Data entries:
++++++++++
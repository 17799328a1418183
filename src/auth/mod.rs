// Authentication module
// Manages the token pair lifecycle and single-flight refresh

mod background;
mod expiry;
mod manager;
mod refresh;
mod store;
mod types;

pub use background::{check_and_refresh, spawn_auto_refresh, AutoRefreshConfig, RefreshCheck};
pub use expiry::{ExpiryExtractor, JwtExpiry};
pub use manager::{CoordinatorBuilder, CredentialRefreshCoordinator};
pub use refresh::{HttpAuthTransport, RefreshTransport};
pub use store::{CredentialStore, MemoryStore, SqliteStore};
pub use types::{CredentialPair, TokenInfo, TokenKind, TokenStatus};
++++++++++
* **What the task requires**: Please give every entry again, precisely as it appears.

* **Solution for this problem**:
repository 17799328a1418183
filename src/auth/mod.rs
// Authentication module
// Manages the token pair lifecycle and single-flight refresh

mod background;
mod expiry;
mod manager;
mod refresh;
mod store;
mod types;

pub use background::{check_and_refresh, spawn_auto_refresh, AutoRefreshConfig, RefreshCheck};
pub use expiry::{ExpiryExtractor, JwtExpiry};
pub use manager::{CoordinatorBuilder, CredentialRefreshCoordinator};
pub use refresh::{HttpAuthTransport, RefreshTransport};
pub use store::{CredentialStore, MemoryStore, SqliteStore};
pub use types::{CredentialPair, TokenInfo, TokenKind, TokenStatus};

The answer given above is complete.